Brief:
In the records that follow, count each line where the string "Accept" occurs. Provide the total and no other text.

Data to process:
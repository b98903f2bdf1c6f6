//! GitHub REST client providing repository listings and blob contents.

use std::io;
use std::time::Duration;

use repo_diff_match_core::{
    ContentFetcher, FetchError, FileLister, ListError, RepoSlug, SourceFile,
    is_comparable_source_path,
};
use serde::Deserialize;

pub(crate) const DEFAULT_API_URL: &str = "https://api.github.com";
pub(crate) const DEFAULT_BRANCH: &str = "main";

const DEFAULT_USER_AGENT: &str = concat!("repodm/", env!("CARGO_PKG_VERSION"));
const CONNECT_TIMEOUT: Duration = Duration::from_secs(10);
const READ_TIMEOUT: Duration = Duration::from_secs(30);

#[derive(Debug, Clone, PartialEq, Eq)]
pub(crate) struct GitHubConfig {
    pub(crate) api_url: String,
    pub(crate) branch: String,
    pub(crate) user_agent: String,
}

impl Default for GitHubConfig {
    fn default() -> Self {
        Self {
            api_url: DEFAULT_API_URL.to_string(),
            branch: DEFAULT_BRANCH.to_string(),
            user_agent: DEFAULT_USER_AGENT.to_string(),
        }
    }
}

pub(crate) struct GitHubClient {
    agent: ureq::Agent,
    config: GitHubConfig,
}

#[derive(Debug, Deserialize)]
struct TreeResponse {
    tree: Vec<TreeEntry>,
    #[serde(default)]
    truncated: bool,
}

#[derive(Debug, Deserialize)]
struct TreeEntry {
    path: String,
    #[serde(rename = "type")]
    kind: String,
    sha: String,
    #[serde(default)]
    size: Option<u64>,
}

impl GitHubClient {
    pub(crate) fn new(config: GitHubConfig) -> Self {
        let agent = ureq::AgentBuilder::new()
            .timeout_connect(CONNECT_TIMEOUT)
            .timeout_read(READ_TIMEOUT)
            .user_agent(&config.user_agent)
            .build();
        Self { agent, config }
    }

    fn repo_url(&self, repo: &RepoSlug) -> String {
        format!(
            "{}/repos/{}/{}",
            self.config.api_url.trim_end_matches('/'),
            repo.owner,
            repo.name
        )
    }

    fn tree_url(&self, repo: &RepoSlug) -> String {
        format!(
            "{}/git/trees/{}?recursive=1",
            self.repo_url(repo),
            self.config.branch
        )
    }

    fn blob_url(&self, repo: &RepoSlug, sha: &str) -> String {
        format!("{}/git/blobs/{sha}", self.repo_url(repo))
    }
}

impl FileLister for GitHubClient {
    fn list_files(&self, repo: &RepoSlug) -> Result<Vec<SourceFile>, ListError> {
        let url = self.tree_url(repo);
        tracing::debug!(%url, "listing repository tree");

        let response = match self
            .agent
            .get(&url)
            .set("Accept", "application/vnd.github+json")
            .call()
        {
            Ok(response) => response,
            Err(ureq::Error::Status(status, response)) => {
                let remaining = response
                    .header("x-ratelimit-remaining")
                    .map(str::to_string);
                let body = response.into_string().unwrap_or_default();
                return Err(classify_list_status(
                    repo,
                    status,
                    remaining.as_deref(),
                    &body,
                ));
            }
            Err(ureq::Error::Transport(err)) => {
                return Err(ListError::Network {
                    repo: repo.clone(),
                    status: None,
                    message: err.to_string(),
                });
            }
        };

        let tree: TreeResponse = response.into_json().map_err(|err| ListError::Network {
            repo: repo.clone(),
            status: None,
            message: format!("invalid tree response: {err}"),
        })?;
        if tree.truncated {
            tracing::warn!(repo = %repo, "GitHub truncated the tree listing; some files are missing");
        }
        Ok(source_files_from_tree(tree))
    }
}

impl ContentFetcher for GitHubClient {
    fn fetch_content(&self, repo: &RepoSlug, file: &SourceFile) -> Result<String, FetchError> {
        let url = self.blob_url(repo, &file.content_id);
        let path = || file.path.clone();

        match self
            .agent
            .get(&url)
            .set("Accept", "application/vnd.github.v3.raw")
            .call()
        {
            Ok(response) => response.into_string().map_err(|err| match err.kind() {
                io::ErrorKind::InvalidData => FetchError::NotText { path: path() },
                _ => FetchError::Io {
                    path: path(),
                    source: err,
                },
            }),
            Err(ureq::Error::Status(404, _)) => Err(FetchError::NotFound { path: path() }),
            Err(ureq::Error::Status(status, _)) => Err(FetchError::Status {
                path: path(),
                status,
            }),
            Err(ureq::Error::Transport(err)) => Err(FetchError::Transport {
                path: path(),
                message: err.to_string(),
            }),
        }
    }
}

fn source_files_from_tree(tree: TreeResponse) -> Vec<SourceFile> {
    tree.tree
        .into_iter()
        .filter(|entry| entry.kind == "blob" && is_comparable_source_path(&entry.path))
        .map(|entry| SourceFile {
            path: entry.path,
            content_id: entry.sha,
            size: entry.size,
        })
        .collect()
}

fn classify_list_status(
    repo: &RepoSlug,
    status: u16,
    rate_limit_remaining: Option<&str>,
    body: &str,
) -> ListError {
    let repo = repo.clone();
    match status {
        404 => ListError::NotFound { repo },
        401 => ListError::Unauthorized { repo },
        429 => ListError::RateLimited { repo },
        403 if rate_limit_remaining.map(str::trim) == Some("0") => ListError::RateLimited { repo },
        403 => ListError::Forbidden { repo },
        _ => ListError::Network {
            repo,
            status: Some(status),
            message: api_message(body),
        },
    }
}

/// The `message` of a GitHub error body, or the raw body.
fn api_message(body: &str) -> String {
    #[derive(Deserialize)]
    struct ApiError {
        message: String,
    }

    match serde_json::from_str::<ApiError>(body) {
        Ok(err) => err.message,
        Err(_) => body.trim().to_string(),
    }
}
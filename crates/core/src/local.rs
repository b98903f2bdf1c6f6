use std::fs;
use std::io;
use std::path::{Path, PathBuf};

use ignore::WalkBuilder;

use crate::error::{FetchError, ListError};
use crate::source::{ContentFetcher, FileLister, RepoSlug, is_comparable_source_path};
use crate::types::SourceFile;

/// Repositories checked out on disk as `<root>/<owner>/<name>`.
///
/// Useful for classroom setups where submissions are already cloned, and for
/// comparing without network access.
#[derive(Debug, Clone)]
pub struct LocalCheckouts {
    root: PathBuf,
    respect_gitignore: bool,
}

impl LocalCheckouts {
    pub fn new(root: impl Into<PathBuf>) -> Self {
        Self {
            root: root.into(),
            respect_gitignore: true,
        }
    }

    pub fn respect_gitignore(mut self, yes: bool) -> Self {
        self.respect_gitignore = yes;
        self
    }

    pub fn repo_dir(&self, repo: &RepoSlug) -> PathBuf {
        self.root.join(&repo.owner).join(&repo.name)
    }

    fn validate_repo_dir(&self, repo: &RepoSlug) -> Result<PathBuf, ListError> {
        let dir = self.repo_dir(repo);
        match fs::metadata(&dir) {
            Ok(meta) if meta.is_dir() => Ok(dir),
            Ok(_) => Err(ListError::NotFound { repo: repo.clone() }),
            Err(err) => Err(map_list_io_error(repo, err)),
        }
    }
}

fn map_list_io_error(repo: &RepoSlug, err: io::Error) -> ListError {
    match err.kind() {
        io::ErrorKind::NotFound => ListError::NotFound { repo: repo.clone() },
        io::ErrorKind::PermissionDenied => ListError::Forbidden { repo: repo.clone() },
        _ => ListError::Io {
            repo: repo.clone(),
            source: err,
        },
    }
}

fn make_rel_path(root: &Path, abs_path: &Path) -> Option<String> {
    abs_path
        .strip_prefix(root)
        .ok()
        .map(|rel| rel.to_string_lossy().replace('\\', "/"))
}

impl FileLister for LocalCheckouts {
    fn list_files(&self, repo: &RepoSlug) -> Result<Vec<SourceFile>, ListError> {
        let dir = self.validate_repo_dir(repo)?;
        let is_git_repo = dir.join(".git").exists();

        let mut builder = WalkBuilder::new(&dir);
        builder
            .hidden(false)
            .follow_links(false)
            .ignore(false)
            .git_ignore(self.respect_gitignore)
            .git_global(false)
            .git_exclude(self.respect_gitignore && is_git_repo)
            .parents(false)
            .require_git(false)
            .sort_by_file_name(|a, b| a.cmp(b));

        let mut files = Vec::new();
        for result in builder.build() {
            let entry = match result {
                Ok(e) => e,
                Err(err) => {
                    // An unreadable subdirectory only hides its own files.
                    tracing::debug!(repo = %repo, error = %err, "skipping unreadable entry");
                    continue;
                }
            };
            if entry.depth() == 0 {
                continue;
            }
            if !entry.file_type().is_some_and(|ft| ft.is_file()) {
                continue;
            }

            let Some(rel_path) = make_rel_path(&dir, entry.path()) else {
                continue;
            };
            if !is_comparable_source_path(&rel_path) {
                continue;
            }

            let size = entry.metadata().ok().map(|m| m.len());
            files.push(SourceFile {
                content_id: rel_path.clone(),
                path: rel_path,
                size,
            });
        }

        Ok(files)
    }
}

impl ContentFetcher for LocalCheckouts {
    fn fetch_content(&self, repo: &RepoSlug, file: &SourceFile) -> Result<String, FetchError> {
        let path = self.repo_dir(repo).join(&file.content_id);
        let bytes = fs::read(&path).map_err(|err| match err.kind() {
            io::ErrorKind::NotFound => FetchError::NotFound {
                path: file.path.clone(),
            },
            _ => FetchError::Io {
                path: file.path.clone(),
                source: err,
            },
        })?;
        if bytes.contains(&0) {
            return Err(FetchError::NotText {
                path: file.path.clone(),
            });
        }
        String::from_utf8(bytes).map_err(|_| FetchError::NotText {
            path: file.path.clone(),
        })
    }
}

Finished exercise:
2